Quote from erToo:
YM's biggest problem is lack of native stop limit orders. As a result you can get massive slippage on breakouts. Not very friendly for swing or position traders.
ER2 is the best bang for the buck as mentioned.
NQ will get better once it recovers from the tech bubble.
ES - the tick is too wide due to internal CME politics (read link below). All breakouts are faded by the pit arbs due to the monopoly/privledge they gave themselves with a .10 tick size on the pit contract and a .25 tick size on the ES contract. This increases risk for other traders and can lead to choppiness.
Newbies should not start with futures. Period. I suggest SPY QQQQ IWM DIA and no leverage. Gains and losses will be microscopic, but the point at the beginning is to learn how not to lose your butt.Quote from increasenow:
Many have "said newbies should start with the YM"...
Quote from buzzy2:
e-CBOT has native stops since last year or so. Works great.

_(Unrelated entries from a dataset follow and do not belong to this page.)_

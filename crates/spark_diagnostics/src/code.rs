//! Diagnostic codes with category prefixes for structured identification.

use serde::{Deserialize, Serialize};
use std::fmt;

/// The category of a diagnostic code, determining its prefix letter.
#[derive(Clone, Copy, PartialEq, Eq, Hash, Debug, Serialize, Deserialize)]
pub enum Category {
    /// Error diagnostics, prefixed with `E`.
    Error,
    /// Warning diagnostics, prefixed with `W`.
    Warning,
    /// Antenna rule findings, prefixed with `A`.
    Antenna,
    /// Routing guidance (wire length allowances), prefixed with `R`.
    Routing,
}

impl Category {
    /// Returns the single-character prefix for this category.
    pub fn prefix(self) -> char {
        match self {
            Category::Error => 'E',
            Category::Warning => 'W',
            Category::Antenna => 'A',
            Category::Routing => 'R',
        }
    }
}

/// A structured diagnostic code combining a category prefix and a number.
///
/// Displayed as the prefix followed by a zero-padded 3-digit number,
/// e.g. `A001`, `W002`.
#[derive(Clone, Copy, PartialEq, Eq, Hash, Debug, Serialize, Deserialize)]
pub struct DiagnosticCode {
    /// The category of this diagnostic.
    pub category: Category,
    /// The numeric identifier within the category.
    pub number: u16,
}

impl DiagnosticCode {
    /// Creates a new diagnostic code.
    pub const fn new(category: Category, number: u16) -> Self {
        Self { category, number }
    }
}

impl fmt::Display for DiagnosticCode {
    fn fmt(&self, f: &mut fmt::Formatter<'_>) -> fmt::Result {
        write!(f, "{}{:03}", self.category.prefix(), self.number)
    }
}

ER2 has best bang for the buck for margin, but it's so jumpy, you have to allow wider stops so its risk/reward ratio is not much better (if at all) than ES or YM.
Quote from erToo:
Last I heard CBOT has native stops (market), but not native stop limit orders. So if your market stop is hit and the market is moving you may get 3-6 tick slippage. Perhaps someone who has definitive information on this could clarify the issue.
Quote from saxon22:
It all boils down to one ability to trade. If you can do it then it really does not matter. If you cannot, the market, any market will bleed you to death.
Quote from increasenow:
4-easier to psychologically handle "draw downs" as does not move as "large" in numbers as the YM
...any other thoughts?...thanks for your insights in advance!!!